El
fenómeno conocido en el futbol mexicano como “campeonitis” tiene ese nombre de
burlona enfermedad porque en efecto los campeones suelen padecer una suerte de
caída estrepitosa. Luego de triunfar, luego de hacerse de la copa, comienzan la
siguiente temporada como sonámbulos, como víctimas de una especie de resaca
después de la borrachera festiva. Ni siquiera es necesario el paso de mucho
tiempo entre la consecución del campeonato y los primeros traspiés de la
siguiente temporada: un mes o un mes y medio después, el monarca de una
temporada es casi (o sin casi) el hazmerreír en la siguiente, y eso es un
misterio que ninguna ciencia ha podido resolver.
El
caso más fresco de campeonitis —y aguda— es el de Santos Laguna. Aunque aterrizó
un poco de milagro en la liguilla, todos vimos cómo cerró la temporada
anterior: llegó en octavo, o sea en último, y poco a poco fue mejorando su
desempeño dentro de la cancha. Pasó encima de todos sus rivales, y dio dos
partidos en los que sin duda pareció una máquina destructiva: el que ganó a
Guadalajara en el Omnilife (donde el Avión Calderón anotó un golazo de larga
distancia) y el de ida en la final contra Querétaro, aquel partido de ensueño
para el Chuletita Orozco. Por una razón extraña, Santos fue un buen equipo en
el cierre de la temporada anterior y eso le bastó para conseguir una estrella
más para su escudo.
Luego
del festejo, del sorpresivo festejo, pues nadie daba nada por Santos Laguna al
inicio de la liguilla, vino el descanso y la Copa América en Chile. En México
los equipos se rearmaron y como siempre hirvieron las especulaciones. Tigres
hizo una contratación brutal, América trajo a Ambriz, Cruz Azul en el mismo
blablablá de siempre, Monterrey estaba a punto de inaugurar su nuevo estadio, y
así todos los equipos. Santos no tuvo contrataciones de tronido y todo parecía
marchar bien con la continuidad de Pedro Caixinha en el timón. El torneo
comenzó y el equipo de La Laguna tuvo su primer tropiezo contra León. Luego dos
derrotas más, un triunfo apretado contra Gallos Blancos y en la quinta jornada
la debacle contra el América que marcó tres derrotas seguidas en casa y la
salida un tanto intempestiva, por razones que jamás quedaron muy claras, del portugués
Caixinha. La llegada de Pako Ayestarán, hace tres fechas, no ha significado un
vuelco en la pésima racha del campeón, racha que impresiona más si vemos el
récord de Santos en casa: cinco derrotas consecutivas, para la historia.
La
pregunta que cabe en esta circunstancia, más allá de la coyuntura santista, es
la siguiente: ¿por qué los campeones en México suelen comenzar mediocremente, y
a veces hasta menos que eso, el torneo siguiente? Es decir, por qué se da la
campeonitis que hoy es, en el Santos Laguna, más que evidente. Tengo tres respuestas,
pero no creo que deben verse aisladamente, sino combinadas: la campeonitis es
un coctel de factores en los que de seguro pesa todo esto en diferentes grados:
Los campeones siempre piden más. Sospecho que
tras quedar campeones, los jugadores de cualquier equipo se autocotizan más
alto. Puede ser que tengan ya un ingreso firmado, y ganen lo ya establecido,
pero en la mentalidad gravita el triunfo como algo que los pone, al menos
ilusoriamente, por encima del sueldo ya determinado. En otras palabras, un jugador
que es campeón y gana lo mismo no se siente conforme aunque ya tenga un buen
sueldo, mucho menos uno que es campeón y debe renovar contrato, lo que muchas
veces fuerza su salida. Esto incluye a los entrenadores.

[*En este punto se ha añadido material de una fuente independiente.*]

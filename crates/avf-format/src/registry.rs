//! Read-only collaborators the renderers consult.
//!
//! Renderers never reach for process-wide state; callers pass these in.

use avf_types::{Device, PciAddress};

/// Lookup of device snapshots by driver instance id.
pub trait DeviceRegistry {
    fn device(&self, dev_instance: u32) -> Option<&Device>;
}

/// Resolves the PCI address backing a device.
pub trait BusAddressResolver {
    fn pci_addr(&self, dev: &Device) -> Option<PciAddress>;
}

/// Hardware interface index to interface name.
pub trait InterfaceNames {
    fn hw_if_name(&self, hw_if_index: u32) -> Option<&str>;
}

/// Processing graph introspection.
pub trait NodeGraph {
    /// Name of the node reached through slot `next_index` of `node_index`.
    fn next_node_name(&self, node_index: u32, next_index: u32) -> Option<&str>;
}

impl DeviceRegistry for [Device] {
    fn device(&self, dev_instance: u32) -> Option<&Device> {
        self.iter().find(|dev| dev.dev_instance == dev_instance)
    }
}

impl DeviceRegistry for Vec<Device> {
    fn device(&self, dev_instance: u32) -> Option<&Device> {
        self.as_slice().device(dev_instance)
    }
}

/// Uses the address recorded in the snapshot itself.
#[derive(Debug, Clone, Copy, Default)]
pub struct RecordedPciAddress;

impl BusAddressResolver for RecordedPciAddress {
    fn pci_addr(&self, dev: &Device) -> Option<PciAddress> {
        dev.pci_addr
    }
}
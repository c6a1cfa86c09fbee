//! HTTP request handlers.

use axum::{
    extract::{rejection::JsonRejection, Extension, State},
    response::{IntoResponse, Response},
    Json,
};

use super::server::{AppState, RequestId};
use super::stream::event_stream_response;
use super::types::{RelayRequest, RelayResponse};
use crate::completion::{flatten_failure, Completion};
use crate::error::Error;

/// Handle POST /api/ai
///
/// Validation failures are rejected before the upstream is contacted.
/// Upstream setup failures are reported as `{"result": null}` with 200.
pub async fn relay_completion(
    State(state): State<AppState>,
    Extension(request_id): Extension<RequestId>,
    payload: Result<Json<RelayRequest>, JsonRejection>,
) -> Result<Response, Error> {
    let Json(request) = payload.map_err(|rejection| {
        tracing::warn!(
            request_id = %request_id,
            error = %rejection.body_text(),
            "Rejected malformed relay request"
        );
        Error::BadRequest(rejection.body_text())
    })?;

    let prompt = request.prompt().map_err(|e| {
        tracing::warn!(request_id = %request_id, error = %e, "Rejected relay request");
        e
    })?;

    tracing::info!(
        request_id = %request_id,
        stream = request.stream,
        prompt_chars = prompt.chars().count(),
        "Received relay request"
    );

    let completion = state.client.complete(prompt, None, request.stream).await;

    let response = match flatten_failure(completion) {
        Some(Completion::Stream(fragments)) => event_stream_response(fragments),
        Some(Completion::Text(text)) => Json(RelayResponse { result: Some(text) }).into_response(),
        None => Json(RelayResponse { result: None }).into_response(),
    };

    Ok(response)
}

/// Handle GET /health
pub async fn health(State(state): State<AppState>) -> impl IntoResponse {
    Json(serde_json::json!({
        "status": "ok",
        "service": "ark-relay",
        "upstream_ready": state.client.is_ready(),
    }))
}
//! Error types for ark-relay.

use axum::http::StatusCode;
use axum::response::{IntoResponse, Response};

/// Result type alias for ark-relay operations.
pub type Result<T> = std::result::Result<T, Error>;

/// Main error type for ark-relay.
#[derive(Debug, thiserror::Error)]
pub enum Error {
    #[error("Configuration error: {0}")]
    Config(#[from] crate::config::ConfigError),

    /// A required upstream setting was absent at startup and is needed now.
    #[error("Missing setting: {0}")]
    MissingSetting(&'static str),

    #[error("Provider error: {0}")]
    Provider(String),

    #[error("Upstream request failed: {0}")]
    Upstream(#[from] reqwest::Error),

    /// The upstream stream broke after fragments had started flowing.
    #[error("Upstream stream interrupted: {0}")]
    StreamInterrupted(String),

    #[error("Invalid request: {0}")]
    BadRequest(String),

    #[error("I/O error: {0}")]
    Io(#[from] std::io::Error),
}

impl Error {
    /// HTTP status used when this error is rendered as a response.
    pub fn status_code(&self) -> StatusCode {
        match self {
            Error::Config(_) => StatusCode::INTERNAL_SERVER_ERROR,
            Error::MissingSetting(_) => StatusCode::INTERNAL_SERVER_ERROR,
            Error::Provider(_) => StatusCode::BAD_GATEWAY,
            Error::Upstream(_) => StatusCode::BAD_GATEWAY,
            Error::StreamInterrupted(_) => StatusCode::BAD_GATEWAY,
            Error::BadRequest(_) => StatusCode::BAD_REQUEST,
            Error::Io(_) => StatusCode::INTERNAL_SERVER_ERROR,
        }
    }
}

impl IntoResponse for Error {
    fn into_response(self) -> Response {
        let status = self.status_code();

        let body = serde_json::json!({
            "error": {
                "message": self.to_string(),
                "type": "relay_error",
                "code": status.as_u16()
            }
        });

        (status, axum::Json(body)).into_response()
    }
}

La relajación luego del éxito. Este segundo
factor es común luego de los grandes esfuerzos (ganar un campeonato demanda
esos grandes esfuerzos) y la obtención de logros. Viene un rebote de distensión
que abre las puertas a la vulnerabilidad.
El rival hace lo suyo. Puede ser un
factor menor, pero importa. Los equipos rivales le juegan con mayor intensidad
al campeón, lo desafían de otra manera y con frecuencia lo humillan.
Sean
o no sean estas las razones de la campeonitis, es obvio que alguna debe haber.
De otra manera cómo explicar el desastre de ver a ciertos equipos en la gloria
y unas semanas después, como si fuera normal, haciendo el papelón.